Ван Гог смотрит на мертвое лицо. Уже сменились кадры и закончился информационный выпуск. А у него всё стоит перед глазами показанный в новостях убитый Сережка Павлин тихий скромный мальчик с соседского двора. У давно повзрослевшего заросшего черной щетиной Сережки, мертвые залитые кровью глаза. Как же так? Они же в одну школу ходили! Он же его папу и маму знает. А с моими родителями, что? А другие повстанцы? Их лица не показывали только трупы, много трупов. Зато транслировали упитанные морды добровольцев из вспомогательных карательных частей миротворческого корпуса.

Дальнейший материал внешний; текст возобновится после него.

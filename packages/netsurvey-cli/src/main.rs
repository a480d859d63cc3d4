//! netsurvey CLI - survey a device inventory from the command line
//!
//! This binary can:
//! - List interfaces per device, or one interface in detail
//! - Classify device roles from their protocol state
//! - Build the L3 topology and answer neighbor, path and segment queries
//!
//! Queries are answered from recorded responses (`--snapshots`), so every
//! command runs without network access.

mod inventory;
mod snapshot;

use anyhow::{Context, Result, bail};
use clap::{Parser, Subcommand, ValueEnum};
use netsurvey_core::batch::DeviceOutcome;
use netsurvey_core::topology::TopologyGraph;
use netsurvey_core::{
    BatchResult, Device, InterfaceInventory, QueryError, SubnetKey, SurveyConfig, Surveyor,
    config,
};
use snapshot::SnapshotClient;
use std::path::PathBuf;

#[derive(Parser)]
#[command(name = "netsurvey")]
#[command(author = "netsurvey contributors")]
#[command(version)]
#[command(about = "Survey interfaces, device roles and L3 topology across a device inventory")]
#[command(long_about = "
netsurvey queries every device of an inventory in parallel and derives
network-wide views from the answers: interface inventories, device roles
and the L3 topology implied by shared subnets.

Quick start:
  1. Interfaces:  netsurvey -i inventory.json -s snapshots/ interfaces
  2. Roles:       netsurvey -i inventory.json -s snapshots/ profile
  3. Topology:    netsurvey -i inventory.json -s snapshots/ topology

Recorded responses live at <snapshots>/<device>/<query>.json.
")]
pub struct Cli {
    #[command(subcommand)]
    pub command: Commands,

    /// Device inventory (JSON list, or an object with a devices list)
    #[arg(short, long, global = true)]
    pub inventory: Option<PathBuf>,

    /// Directory of recorded device responses
    #[arg(short, long, global = true)]
    pub snapshots: Option<PathBuf>,

    /// Only survey these devices (comma separated)
    #[arg(short, long, global = true, value_delimiter = ',')]
    pub devices: Vec<String>,

    /// Devices queried at the same time (overrides configuration)
    #[arg(long, global = true)]
    pub max_workers: Option<usize>,

    /// Configuration file (defaults to the per-user config file)
    #[arg(short, long, global = true)]
    pub config: Option<PathBuf>,

    /// Enable verbose logging
    #[arg(short, long, global = true)]
    pub verbose: bool,

    /// Output format
    #[arg(short, long, global = true, default_value = "text")]
    pub format: OutputFormat,
}

#[derive(Clone, Copy, ValueEnum)]
pub enum OutputFormat {
    /// Human-readable text output
    Text,
    /// JSON output for scripting
    Json,
}

#[derive(Subcommand)]
pub enum Commands {
    /// List interfaces of each device
    Interfaces {
        /// Show this interface in detail instead
        #[arg(long)]
        interface: Option<String>,
    },

    /// Classify device roles (PE, P, RR, IGP-only, CE)
    #[command(alias = "roles")]
    Profile,

    /// Build the L3 topology from shared interface subnets
    Topology,

    /// Show devices directly connected to a device
    Neighbors {
        /// Device name
        device: String,
    },

    /// Shortest device path between two devices
    Path {
        from: String,
        to: String,
    },

    /// Devices attached to a network (e.g. 10.0.0.0/30)
    Segment {
        network: String,
    },

    /// Show configuration paths and settings
    Config,
}

#[tokio::main]
async fn main() -> Result<()> {
    let cli = Cli::parse();

    // Initialize logging
    let log_level = if cli.verbose { "debug" } else { "info" };
    tracing_subscriber::fmt()
        .with_env_filter(
            tracing_subscriber::EnvFilter::try_from_default_env().unwrap_or_else(|_| {
                format!("netsurvey={},netsurvey_core={}", log_level, log_level).into()
            }),
        )
        .with_target(false)
        .with_writer(std::io::stderr)
        .init();

    match &cli.command {
        Commands::Interfaces { interface } => cmd_interfaces(&cli, interface.clone()).await,
        Commands::Profile => cmd_profile(&cli).await,
        Commands::Topology => cmd_topology(&cli).await,
        Commands::Neighbors { device } => cmd_neighbors(&cli, device).await,
        Commands::Path { from, to } => cmd_path(&cli, from, to).await,
        Commands::Segment { network } => cmd_segment(&cli, network).await,
        Commands::Config => cmd_config(&cli),
    }
}

fn load_config(cli: &Cli) -> Result<SurveyConfig> {
    let mut config = match &cli.config {
        Some(path) => config::load_survey_config_from(path)?,
        None => config::load_survey_config(),
    };
    if let Some(workers) = cli.max_workers {
        config.batch.max_workers = workers.max(1);
    }
    Ok(config)
}

/// Surveyor and the selected devices for a command.
fn prepare(cli: &Cli) -> Result<(Surveyor<SnapshotClient>, Vec<Device>)> {
    let Some(inventory_path) = &cli.inventory else {
        bail!("No inventory given. Use --inventory <file.json>");
    };
    let Some(snapshots) = &cli.snapshots else {
        bail!("No snapshot directory given. Use --snapshots <dir>");
    };

    let inventory = inventory::load_inventory(inventory_path)?;
    let devices = inventory::select_devices(&inventory, &cli.devices)?;
    if devices.is_empty() {
        bail!("Inventory {} has no devices", inventory_path.display());
    }

    let client = SnapshotClient::new(snapshots);
    tracing::debug!("Answering queries from recorded responses in {:?}", client.root());

    let surveyor = Surveyor::new(client, load_config(cli)?);
    Ok((surveyor, devices))
}

/// Topology over the selected devices; `required` names must be among them.
async fn survey_topology(cli: &Cli, required: &[&str]) -> Result<TopologyGraph> {
    let (surveyor, devices) = prepare(cli)?;
    for name in required {
        if !devices.iter().any(|d| d.name == *name) {
            return Err(QueryError::DeviceNotFound(name.to_string()).into());
        }
    }
    Ok(surveyor.topology(&devices).await.graph)
}

fn outcome_label<T>(outcome: &DeviceOutcome<T>) -> String {
    match outcome {
        DeviceOutcome::Success { .. } => "ok".to_string(),
        DeviceOutcome::Failed { error } => format!("failed: {}", error),
        DeviceOutcome::FeatureNotAvailable { message, .. } => format!("not available: {}", message),
        DeviceOutcome::Timeout { after_secs } => format!("timed out after {:.0}s", after_secs),
    }
}

fn print_batch_footer<T>(batch: &BatchResult<T>) {
    let summary = &batch.summary;
    println!();
    println!(
        "{}/{} devices succeeded ({:.1}%) in {:.2}s",
        summary.successful, summary.total_devices, summary.success_rate, summary.execution_time
    );
}

async fn cmd_interfaces(cli: &Cli, interface: Option<String>) -> Result<()> {
    let (surveyor, devices) = prepare(cli)?;
    let batch = surveyor.interfaces_batch(&devices, interface).await;

    match cli.format {
        OutputFormat::Text => {
            for result in &batch.results {
                println!("{}", result.device_name);
                match result.data() {
                    Some(inventory) => print_inventory(inventory),
                    None => println!("  {}", outcome_label(&result.outcome)),
                }
                println!();
            }
            print_batch_footer(&batch);
        }
        OutputFormat::Json => {
            println!("{}", serde_json::to_string_pretty(&batch)?);
        }
    }

    Ok(())
}

fn print_inventory(inventory: &InterfaceInventory) {
    for interface in &inventory.interfaces {
        let address = match (interface.ip_address, interface.prefix_length) {
            (Some(ip), Some(prefix)) => format!("{}/{}", ip, prefix),
            (Some(ip), None) => ip.to_string(),
            _ => "-".to_string(),
        };
        println!(
            "  {:28} {:>5}/{:<5} {:18} {:12} {}",
            interface.name,
            interface.admin_state.as_deref().unwrap_or("-"),
            interface.oper_state.as_deref().unwrap_or("-"),
            address,
            interface.vrf.as_deref().unwrap_or("-"),
            interface.description.as_deref().unwrap_or("")
        );

        if let Some(details) = &interface.details {
            println!(
                "    mtu {}  mac {}  speed {}  duplex {}",
                details.mtu.map(|m| m.to_string()).unwrap_or_else(|| "-".to_string()),
                details.mac_address.as_deref().unwrap_or("-"),
                details.speed.as_deref().unwrap_or("-"),
                details.duplex.as_deref().unwrap_or("-")
            );
            let counters = &details.counters;
            let fmt = |v: Option<u64>| v.map(|v| v.to_string()).unwrap_or_else(|| "-".to_string());
            println!(
                "    in {} pkts ({} errors)  out {} pkts ({} errors)",
                fmt(counters.in_packets),
                fmt(counters.in_errors),
                fmt(counters.out_packets),
                fmt(counters.out_errors)
            );
        }
        if interface.status.is_some() {
            println!("    interface exists but is not configured");
        }
    }

    if let Some(summary) = &inventory.summary {
        println!(
            "  {} interfaces: {} admin up, {} oper up, {} with IP, {} in a VRF",
            summary.total_interfaces,
            summary.admin_up,
            summary.oper_up,
            summary.with_ip,
            summary.with_vrf
        );
    }
}

async fn cmd_profile(cli: &Cli) -> Result<()> {
    let (surveyor, devices) = prepare(cli)?;
    let batch = surveyor.profile_batch(&devices).await;

    match cli.format {
        OutputFormat::Text => {
            let yes_no = |b: bool| if b { "yes" } else { "no" };
            println!(
                "  {:20} {:9} {:5} {:5} {:6} {:4} {}",
                "DEVICE", "ROLE", "MPLS", "ISIS", "L3VPN", "RR", "VPN-IPV4"
            );
            for result in &batch.results {
                match result.data() {
                    Some(profile) => {
                        let f = &profile.features;
                        println!(
                            "  {:20} {:9} {:5} {:5} {:6} {:4} {}",
                            result.device_name,
                            profile.role.to_string(),
                            yes_no(f.mpls_enabled),
                            yes_no(f.isis_enabled),
                            yes_no(f.bgp_l3vpn_enabled),
                            yes_no(f.route_reflector),
                            yes_no(f.vpn_ipv4_unicast_bgp)
                        );
                    }
                    None => {
                        println!("  {:20} {}", result.device_name, outcome_label(&result.outcome))
                    }
                }
            }
            print_batch_footer(&batch);
        }
        OutputFormat::Json => {
            println!("{}", serde_json::to_string_pretty(&batch)?);
        }
    }

    Ok(())
}

async fn cmd_topology(cli: &Cli) -> Result<()> {
    let (surveyor, devices) = prepare(cli)?;
    let survey = surveyor.topology(&devices).await;

    match cli.format {
        OutputFormat::Text => {
            let graph = &survey.graph;
            println!(
                "Topology: {} devices, {} direct connections",
                graph.node_count(),
                graph.edge_count()
            );
            println!();
            for edge in &graph.edges {
                let a = &edge.attributes;
                println!(
                    "  {} {} ({}) <-> {} {} ({})  [{}]",
                    edge.source,
                    a.local_interface,
                    a.local_ip,
                    edge.target,
                    a.remote_interface,
                    a.remote_ip,
                    a.network
                );
            }
            if !survey.missing_devices.is_empty() {
                println!();
                println!("No interface data from: {}", survey.missing_devices.join(", "));
            }
        }
        OutputFormat::Json => {
            println!("{}", serde_json::to_string_pretty(&survey)?);
        }
    }

    Ok(())
}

Довольные они позируют перед камерами, откровенно делятся с задающим им вопросы журналистом TNN самым сокровенным, количеством получаемого ими жалования.
Зачем? Зачем ему-то переживать? Он живет теперь в другой стране. Он сыт, доволен, успешен. А эти? Да они сами всё просрали, пусть теперь сами и ползают и дохнут в своем дерьме.
-- Выпей!
Это когда же она успела сбегать до домашнего бара и принести ему пузатый стеклянный бокал на треть наполненный дорогим янтарного цвета коллекционным коньяком.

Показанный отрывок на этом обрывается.